Orexins are endogenous neuropeptides that potently facilitate appetite and food consumption. In the present study, we examined orexin immunoreactivity and prepro-orexin mRNA expression in the lateral hypothalamus by immunohistochemistry and competitive reverse transcription-polymerase chain reaction (RT-PCR) methods in different models of hyperphagia in rats. Hyperphagia was induced by lesions of either the ventromedial hypothalamus (VMHL) or the paraventricular nucleus (PVNL), and we also compared lactating rats to nonlactating controls. Both VMHL and PVNL increased food intake and body weight compared to shams. On day 7 post lesion, serum leptin and insulin concentrations exhibited 3.2- and 2.8-fold increases in VMHL rats, and nonsignificant 1.8- and 1.8-fold increases in PVNL rats; there were significant decreases (48% and 33%) in lactating rats on day 12 postpartum compared to controls, respectively. Serum glucose concentrations were not significantly changed compared to controls in these rats. Quantification by image analysis suggests that VMHL significantly decreased the number and mean staining intensity of orexin-A immunoreactive neurones compared to those in the sham-lesioned group; while PVNL did not change orexin-A immunoreactivity. Competitive RT-PCR analysis showed that VMHL significantly decreased the prepro-orexin mRNA expression compared to those in the sham-lesioned group, and PVNL did not change it.
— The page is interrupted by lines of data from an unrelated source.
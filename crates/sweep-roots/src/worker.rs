//! Per-inode crawl worker.
//!
//! A [`FileCrawl`] is created for every range the scheduler pops. The
//! crawler cursor has already jumped past the whole inode; this worker
//! walks the inode's extent items one at a time, yielding to the task
//! queue between extents, and moves its progress hold forward only for
//! ranges the deduper fully completed.

use crate::context::{RetryHandle, ScanContext};
use crate::counters::ScanCounters;
use crate::task::TaskPool;
use parking_lot::Mutex;
use std::sync::Arc;
use sweep_crawl::Crawler;
use sweep_progress::ProgressHolder;
use sweep_types::{CrawlState, ExtentKind, FileId, FileRange, InodeNum, RootId};
use tracing::{debug, trace, warn};

struct WorkerState {
    /// Next offset to fetch within the inode.
    offset: u64,
    /// Progress hold; starts at the crawl-state snapshot and moves to
    /// the start cursor of each completed range.
    hold: ProgressHolder<CrawlState>,
}

/// One inode's worth of crawl work.
pub(crate) struct FileCrawl {
    ctx: Arc<ScanContext>,
    counters: Arc<ScanCounters>,
    pool: TaskPool,
    crawler: Arc<Crawler>,
    /// Crawl-state snapshot at creation; carries the transid window.
    state: CrawlState,
    root: RootId,
    ino: InodeNum,
    ws: Mutex<WorkerState>,
}

impl FileCrawl {
    pub(crate) fn new(
        ctx: Arc<ScanContext>,
        counters: Arc<ScanCounters>,
        pool: TaskPool,
        crawler: Arc<Crawler>,
        state: CrawlState,
        range: FileRange,
    ) -> Arc<Self> {
        let hold = crawler.hold_state(state);
        Arc::new(Self {
            ctx,
            counters,
            pool,
            crawler,
            state,
            root: range.fid.root,
            ino: range.fid.ino,
            ws: Mutex::new(WorkerState {
                offset: range.begin,
                hold,
            }),
        })
    }

    pub(crate) fn task_name(&self) -> String {
        format!("crawl_{}_{}", self.root, self.ino)
    }

    /// Submit this worker to the pool.
    pub(crate) fn submit(self: &Arc<Self>) {
        let task = Arc::clone(self);
        self.pool
            .spawn(self.task_name(), Box::new(move || task.crawl_one_extent()));
    }

    /// One unit of work: one extent item. Returns true to be run again.
    pub(crate) fn crawl_one_extent(self: &Arc<Self>) -> bool {
        // Only one worker dedupes an inode at a time; snapshots make the
        // same inode number appear in many subvols at once, so this
        // lock is keyed on the inode number alone.
        let retry: RetryHandle = {
            let task = Arc::clone(self);
            Box::new(move || task.submit())
        };
        let Some(_inode_guard) = self.ctx.locks.try_lock(self.ino, retry) else {
            ScanCounters::bump(&self.counters.inode_deferred);
            // Not rescheduling ourselves; the lock's release will.
            return false;
        };

        let item = {
            let mut ws = self.ws.lock();
            let item = match self.ctx.tree.next_extent_in_file(
                self.root,
                self.ino,
                ws.offset,
                self.state.min_transid,
            ) {
                Ok(Some(item)) => item,
                Ok(None) => return false,
                Err(err) => {
                    // The file or subvol vanished, or its metadata is
                    // unreadable. Routine; stop walking this inode.
                    debug!(
                        target: "sweep::worker",
                        root = %self.root, ino = %self.ino, %err,
                        "extent walk ended early"
                    );
                    return false;
                }
            };
            // Always advance, whatever the item turns out to be.
            ws.offset = item.offset.saturating_add(self.ctx.tree.block_size());
            item
        };

        // The tree search filters on metadata-page transid; the dedupe
        // window applies to the item's own generation. An old page can
        // surface young items and vice versa.
        if item.generation < self.state.min_transid {
            ScanCounters::bump(&self.counters.gen_low);
            return true;
        }
        if item.generation >= self.state.max_transid {
            ScanCounters::bump(&self.counters.gen_high);
            return true;
        }

        match item.kind {
            ExtentKind::Inline => {
                // TODO: convert inline extents to out-of-line dup extents.
                ScanCounters::bump(&self.counters.inline_skipped);
            }
            ExtentKind::Other(raw) => {
                debug!(
                    target: "sweep::worker",
                    root = %self.root, ino = %self.ino, raw,
                    "unhandled extent type"
                );
                ScanCounters::bump(&self.counters.unknown_type);
            }
            ExtentKind::Regular | ExtentKind::Prealloc => {
                if item.kind == ExtentKind::Prealloc {
                    ScanCounters::bump(&self.counters.prealloc);
                }
                if item.bytenr == 0 {
                    ScanCounters::bump(&self.counters.hole_skipped);
                } else {
                    self.scan_candidate(&item.range_in(self.root));
                }
            }
        }
        true
    }

    fn scan_candidate(&self, range: &FileRange) {
        let fid = FileId::new(self.root, self.ino);
        if self.ctx.blacklist.is_blacklisted(fid) {
            ScanCounters::bump(&self.counters.blacklisted);
            return;
        }

        trace!(target: "sweep::worker", %range, "offering range");
        let mut completed_state = self.state;
        completed_state.objectid = self.ino.0;
        completed_state.offset = range.begin;
        let new_hold = self.crawler.hold_state(completed_state);

        ScanCounters::bump(&self.counters.pushed);
        let again = match self.ctx.deduper.scan_forward(range) {
            Ok(again) => again,
            Err(err) => {
                // Corrupt or deleted files are routine; count and let
                // the cursor move on.
                warn!(target: "sweep::worker", %range, %err, "dedupe failed");
                ScanCounters::bump(&self.counters.dedupe_errors);
                false
            }
        };
        if again {
            // Keep the previous hold so the range is re-offered after a
            // restart or the next window.
            ScanCounters::bump(&self.counters.retry);
        } else {
            self.ws.lock().hold = new_hold;
        }
    }
}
Lactating rats on days 11-12 of lactation had significantly greater number and mean staining intensity of orexin-A immunoreactive neurones, prepro-orexin mRNA expression food intake and body weight than nonlactating postpartum rats. Thus, changes in orexin-A immunoreactivity and prepro-orexin mRNA expression were not consistent between the hyperphagia models. These results suggest that the hyperphagia from VMHL or PVNL and lactating rats differ in their involvement of orexin-A, and the change in circulating leptin and insulin concentrations may be involved in the change of orexin-A immunoreactivity in these rats.